The I’s do not define Residential


----------



## ADAguy (Aug 21, 2020)

maybe not but be wary of door latch side clearances, rooms may be "visited" by WC users.


----------



## Inspector Gift (Aug 21, 2020)

Minimum habitable room size is 70 sq. ft. (7'x10')  (IBC 1207.1 and 1207.3)


----------



## ADAguy (Aug 21, 2020)

only room for Ikea bunkbeds and a freestanding closet & desks


----------



## RLGA (Aug 21, 2020)

The 50 sq. ft. is based on gross floor area, so it includes all circulation, restrooms, etc. Table 1004.1.2 (2015 IBC) is not intended to establish a minimum area assigned to a person.

Times have changed and so has what we called "dormitories." If 2 to 4 students are assigned to a room as is the case in most older-style dorms and each floor or wing is provided with shared common area restrooms and showers, then the denser "Dormitories" occupant load factor would be appropriate. These would be considered "sleeping units" per building code parlance.

However, if your "dorm" is actually like an apartment (usually with private bathrooms, kitchen, laundry, and common living area) with one student per bedroom, then use the 200 sq. ft. per occupant load factor. This type of arrangement would be a "dwelling unit" per the building code."


----------



## Inspector Gift (Aug 21, 2020)

Is there a toilet, sink, and shower (or bathtub) in the dorm room?  and are there permanent provisions for cooking?    If not, it is not a dwelling unit by our definition.

A* DWELLING UNIT* is a single unit providing complete, independent living facilities for one or more persons, including permanent provisions living, sleeping, eating, cooking and sanitation. (IBC 202)


----------



## Frank Karp (Aug 21, 2020)

RLGA said:


> The 50 sq. ft. is based on gross floor area, so it includes all circulation, restrooms, etc. Table 1004.1.2 (2015 IBC) is not intended to establish a minimum area assigned to a person.
> 
> Times have changed and so has what we called "dormitories." If 2 to 4 students are assigned to a room as is the case in most older-style dorms and each floor or wing is provided with shared common area restrooms and showers, then the denser "Dormitories" occupant load factor would be appropriate. These would be considered "sleeping units" per building code parlance.
> 
> However, if your "dorm" is actually like an apartment (usually with private bathrooms, kitchen, laundry, and common living area) with one student per bedroom, then use the 200 sq. ft. per occupant load factor. This type of arrangement would be a "dwelling unit" per the building code."
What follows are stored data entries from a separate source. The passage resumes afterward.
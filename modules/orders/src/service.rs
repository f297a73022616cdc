//! Cache-first order lookup.

use crate::cache::OrderCache;
use crate::models::Order;
use crate::storage::{OrderStore, StoreError};
use std::sync::Arc;

pub struct OrderService {
    store: Arc<dyn OrderStore>,
    cache: Arc<OrderCache>,
}

impl OrderService {
    pub fn new(store: Arc<dyn OrderStore>, cache: Arc<OrderCache>) -> Self {
        Self { store, cache }
    }

    /// Returns the order and whether it came from the cache. A miss reads
    /// through to storage and populates the cache on the way back;
    /// [`StoreError::NotFound`] stays distinct so the HTTP layer can answer
    /// 404 instead of 500.
    pub async fn get_order(&self, order_uid: &str) -> Result<(Arc<Order>, bool), StoreError> {
        if let Some(order) = self.cache.get(order_uid) {
            return Ok((order, true));
        }
        let order = Arc::new(self.store.get_order(order_uid).await?);
        self.cache.put(Arc::clone(&order));
        Ok((order, false))
    }
}
//! PostgreSQL implementation of [`OrderStore`].

use super::{OrderStore, StoreError};
use crate::models::{Delivery, Item, Order, Payment};
use async_trait::async_trait;
use chrono::{DateTime, Utc};
use sqlx::postgres::PgRow;
use sqlx::{PgPool, Postgres, Row, Transaction};
use tracing::info;

pub struct PgOrderStore {
    pool: PgPool,
}

impl PgOrderStore {
    pub fn new(pool: PgPool) -> Self {
        Self { pool }
    }
}

#[async_trait]
impl OrderStore for PgOrderStore {
    async fn save_order(&self, order: &Order) -> Result<(), StoreError> {
        let mut tx = self.pool.begin().await?;
        // Serializable so the four-table write is never observed half-done.
        sqlx::query("SET TRANSACTION ISOLATION LEVEL SERIALIZABLE")
            .execute(&mut *tx)
            .await?;

        let order_id = insert_order(&mut tx, order).await?;
        insert_delivery(&mut tx, order_id, &order.delivery).await?;
        insert_payment(&mut tx, order_id, &order.payment).await?;
        for item in &order.items {
            insert_item(&mut tx, order_id, item).await?;
        }

        tx.commit().await?;
        Ok(())
    }

    async fn get_order(&self, order_uid: &str) -> Result<Order, StoreError> {
        let row = sqlx::query(ORDER_SELECT)
            .bind(order_uid)
            .fetch_optional(&self.pool)
            .await?
            .ok_or(StoreError::NotFound)?;

        let order_id: i64 = row.try_get("id")?;
        let mut order = order_from_row(&row)?;
        order.items = fetch_items(&self.pool, order_id).await?;
        Ok(order)
    }

    async fn get_orders(&self, limit: i64) -> Result<Vec<Order>, StoreError> {
        let rows = sqlx::query(ORDERS_SELECT)
            .bind(limit)
            .fetch_all(&self.pool)
            .await?;

        let mut orders = Vec::with_capacity(rows.len());
        for row in rows {
            let order_id: i64 = row.try_get("id")?;
            let mut order = order_from_row(&row)?;
            order.items = fetch_items(&self.pool, order_id).await?;
            orders.push(order);
        }
        Ok(orders)
    }

    async fn ping(&self) -> Result<(), StoreError> {
        sqlx::query("SELECT 1").execute(&self.pool).await?;
        Ok(())
    }

    async fn close(&self) {
        self.pool.close().await;
        info!("postgres pool closed");
    }
}

macro_rules! order_join_select {
    ($suffix:literal) => {
        concat!(
            r#"
        SELECT
            orders.id,
            orders.order_uid,
            orders.track_number,
            orders.entry,
            orders.locale,
            orders.internal_signature,
            orders.customer_id,
            orders.delivery_service,
            orders.shardkey,
            orders.sm_id,
            orders.date_created,
            orders.oof_shard,

            deliveries.name,
            deliveries.phone,
            deliveries.zip,
            deliveries.city,
            deliveries.address,
            deliveries.region,
            deliveries.email,

            payments.transaction,
            payments.request_id,
            payments.currency,
            payments.provider,
            payments.amount,
            payments.payment_dt,
            payments.bank,
            payments.delivery_cost,
            payments.goods_total,
            payments.custom_fee
        FROM orders
        JOIN deliveries ON orders.id = deliveries.order_id
        JOIN payments ON orders.id = payments.order_id
        "#,
            $suffix
        )
    };
}

const ORDER_SELECT: &str = order_join_select!("WHERE orders.order_uid = $1");
const ORDERS_SELECT: &str = order_join_select!("LIMIT $1");

async fn insert_order(tx: &mut Transaction<'_, Postgres>, order: &Order) -> Result<i64, StoreError> {
    let id: i64 = sqlx::query_scalar(
        r#"
        INSERT INTO orders (
            order_uid, track_number, entry, locale, internal_signature,
            customer_id, delivery_service, shardkey, sm_id, date_created, oof_shard
        )
        VALUES ($1, $2, $3, $4, $5, $6, $7, $8, $9, $10, $11)
        RETURNING id
        "#,
    )
    .bind(&order.order_uid)
    .bind(&order.track_number)
    .bind(&order.entry)
    .bind(&order.locale)
    .bind(&order.internal_signature)
    .bind(&order.customer_id)
    .bind(&order.delivery_service)
    .bind(&order.shardkey)
    .bind(order.sm_id)
    .bind(order.date_created)
    .bind(&order.oof_shard)
    .fetch_one(&mut **tx)
    .await?;
    Ok(id)
}

async fn insert_delivery(
    tx: &mut Transaction<'_, Postgres>,
    order_id: i64,
    delivery: &Delivery,
) -> Result<(), StoreError> {
    sqlx::query(
        r#"
        INSERT INTO deliveries (order_id, name, phone, zip, city, address, region, email)
        VALUES ($1, $2, $3, $4, $5, $6, $7, $8)
        "#,
    )
    .bind(order_id)
    .bind(&delivery.name)
    .bind(&delivery.phone)
    .bind(&delivery.zip)
    .bind(&delivery.city)
    .bind(&delivery.address)
    .bind(&delivery.region)
    .bind(&delivery.email)
    .execute(&mut **tx)
    .await?;
    Ok(())
}

async fn insert_payment(
    tx: &mut Transaction<'_, Postgres>,
    order_id: i64,
    payment: &Payment,
) -> Result<(), StoreError> {
    sqlx::query(
        r#"
        INSERT INTO payments (
            order_id, transaction, request_id, currency, provider, amount,
            payment_dt, bank, delivery_cost, goods_total, custom_fee
        )
        VALUES ($1, $2, $3, $4, $5, $6, $7, $8, $9, $10, $11)
        "#,
    )
    .bind(order_id)
    .bind(&payment.transaction)
    .bind(&payment.request_id)
    .bind(&payment.currency)
    .bind(&payment.provider)
    .bind(payment.amount)
    .bind(payment.payment_dt)
    .bind(&payment.bank)
    .bind(payment.delivery_cost)
    .bind(payment.goods_total)
    .bind(payment.custom_fee)
    .execute(&mut **tx)
    .await?;
    Ok(())
}

async fn insert_item(
    tx: &mut Transaction<'_, Postgres>,
    order_id: i64,
    item: &Item,
) -> Result<(), StoreError> {
    sqlx::query(
        r#"
        INSERT INTO items (
            order_id, chrt_id, track_number, price, rid, name, sale, size,
            total_price, nm_id, brand, status
        )
        VALUES ($1, $2, $3, $4, $5, $6, $7, $8, $9, $10, $11, $12)
        "#,
    )
    .bind(order_id)
    .bind(item.chrt_id)
    .bind(&item.track_number)
    .bind(item.price)
    .bind(&item.rid)
    .bind(&item.name)
    .bind(item.sale)
    .bind(&item.size)
    .bind(item.total_price)
    .bind(item.nm_id)
    .bind(&item.brand)
    .bind(item.status)
    .execute(&mut **tx)
    .await?;
    Ok(())
}

async fn fetch_items(pool: &PgPool, order_id: i64) -> Result<Vec<Item>, StoreError> {
    let rows = sqlx::query(
        r#"
        SELECT chrt_id, track_number, price, rid, name, sale, size,
               total_price, nm_id, brand, status
        FROM items WHERE order_id = $1
        "#,
    )
    .bind(order_id)
    .fetch_all(pool)
    .await?;

    let mut items = Vec::with_capacity(rows.len());
    for row in rows {
        items.push(Item {
            chrt_id: row.try_get("chrt_id")?,
            track_number: row.try_get("track_number")?,
            price: row.try_get("price")?,
            rid: row.try_get("rid")?,
            name: row.try_get("name")?,
            sale: row.try_get("sale")?,
            size: row.try_get("size")?,
            total_price: row.try_get("total_price")?,
            nm_id: row.try_get("nm_id")?,
            brand: row.try_get("brand")?,
            status: row.try_get("status")?,
        });
    }
    Ok(items)
}

fn order_from_row(row: &PgRow) -> Result<Order, sqlx::Error> {
    let date_created: DateTime<Utc> = row.try_get("date_created")?;
    Ok(Order {
        order_uid: row.try_get("order_uid")?,
        track_number: row.try_get("track_number")?,
        entry: row.try_get("entry")?,
        delivery: Delivery {
            name: row.try_get("name")?,
            phone: row.try_get("phone")?,
            zip: row.try_get("zip")?,
            city: row.try_get("city")?,
            address: row.try_get("address")?,
            region: row.try_get("region")?,
            email: row.try_get("email")?,
        },
        payment: Payment {
            transaction: row.try_get("transaction")?,
            request_id: row.try_get("request_id")?,
            currency: row.try_get("currency")?,
            provider: row.try_get("provider")?,
            amount: row.try_get("amount")?,
            payment_dt: row.try_get("payment_dt")?,
            bank: row.try_get("bank")?,
            delivery_cost: row.try_get("delivery_cost")?,
            goods_total: row.try_get("goods_total")?,
            custom_fee: row.try_get("custom_fee")?,
        },
        items: Vec::new(),
        locale: row.try_get("locale")?,
        internal_signature: row.try_get("internal_signature")?,
        customer_id: row.try_get("customer_id")?,
        delivery_service: row.try_get("delivery_service")?,
        shardkey: row.try_get("shardkey")?,
        sm_id: row.try_get("sm_id")?,
        date_created,
        oof_shard: row.try_get("oof_shard")?,
    })
}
These are "sleeping rooms", only beds, desks and a closet. So, per Table 1004.1.2, 2 occupants would translate to a minimum 100 sf room, correct?


----------



## Frank Karp (Aug 21, 2020)

Inspector Gift said:


> Is there a toilet, sink, and shower (or bathtub) in the dorm room?  and are there permanent provisions for cooking?    If not, it is not a dwelling unit by our definition.
> 
> A* DWELLING UNIT* is a single unit providing complete, independent living facilities for one or more persons, including permanent provisions living, sleeping, eating, cooking and sanitation. (IBC 202)


These are "sleeping rooms".


----------



## RLGA (Aug 21, 2020)

Frank Karp said:


> These are "sleeping rooms", only beds, desks and a closet. So, per Table 1004.1.2, 2 occupants would translate to a minimum 100 sf room, correct?


Not really. The corridors, stairs, and restrooms are included in calculating the occupant load of a building since they are part of the gross floor area. The size of a room is not required to be based on the occupant load factor. You can make the size of the room whatever you want (as long as it complies with the minimum area of an occupiable space as previously mentioned).


----------



## Inspector Gift (Aug 21, 2020)

Frank Karp said:


> These are "sleeping rooms", only beds, desks and a closet. So, per Table 1004.1.2, 2 occupants would translate to a minimum 100 sf room, correct?



Frank, based upon the information provided - that these are only sleeping/study rooms - then the minimum size for a habitable room is 70 sq ft.  for a single occupant or more.


----------



## RLGA (Aug 21, 2020)

Inspector Gift said:


> Frank, based upon the information provided - that these are only sleeping/study rooms - then the minimum size for a habitable room is 70 sq ft.  for a single occupant or more.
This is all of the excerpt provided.